[Given data — start]

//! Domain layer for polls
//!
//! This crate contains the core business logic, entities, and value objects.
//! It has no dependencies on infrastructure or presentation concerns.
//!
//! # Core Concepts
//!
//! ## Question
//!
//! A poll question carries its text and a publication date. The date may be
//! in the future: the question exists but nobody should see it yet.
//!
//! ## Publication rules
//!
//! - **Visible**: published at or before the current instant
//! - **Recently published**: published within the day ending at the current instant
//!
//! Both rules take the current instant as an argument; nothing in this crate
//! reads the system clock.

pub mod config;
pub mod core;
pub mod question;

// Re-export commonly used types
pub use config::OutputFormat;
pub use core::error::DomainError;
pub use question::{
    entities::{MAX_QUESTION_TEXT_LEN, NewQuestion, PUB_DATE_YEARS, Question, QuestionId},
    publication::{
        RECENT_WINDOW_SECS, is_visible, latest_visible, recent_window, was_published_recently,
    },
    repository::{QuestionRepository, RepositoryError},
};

[Given data — finish]

- To do -
Word for word, copy all of the listing above.

- Answer space -
//! Domain layer for polls
//!
//! This crate contains the core business logic, entities, and value objects.
//! It has no dependencies on infrastructure or presentation concerns.
//!
//! # Core Concepts
//!
//! ## Question
//!
//! A poll question carries its text and a publication date. The date may be
//! in the future: the question exists but nobody should see it yet.
//!
//! ## Publication rules
//!
//! - **Visible**: published at or before the current instant
//! - **Recently published**: published within the day ending at the current instant
//!
//! Both rules take the current instant as an argument; nothing in this crate
//! reads the system clock.

pub mod config;
pub mod core;
pub mod question;

// Re-export commonly used types
pub use config::OutputFormat;
pub use core::error::DomainError;
pub use question::{
    entities::{MAX_QUESTION_TEXT_LEN, NewQuestion, PUB_DATE_YEARS, Question, QuestionId},
    publication::{
        RECENT_WINDOW_SECS, is_visible, latest_visible, recent_window, was_published_recently,
    },
    repository::{QuestionRepository, RepositoryError},
};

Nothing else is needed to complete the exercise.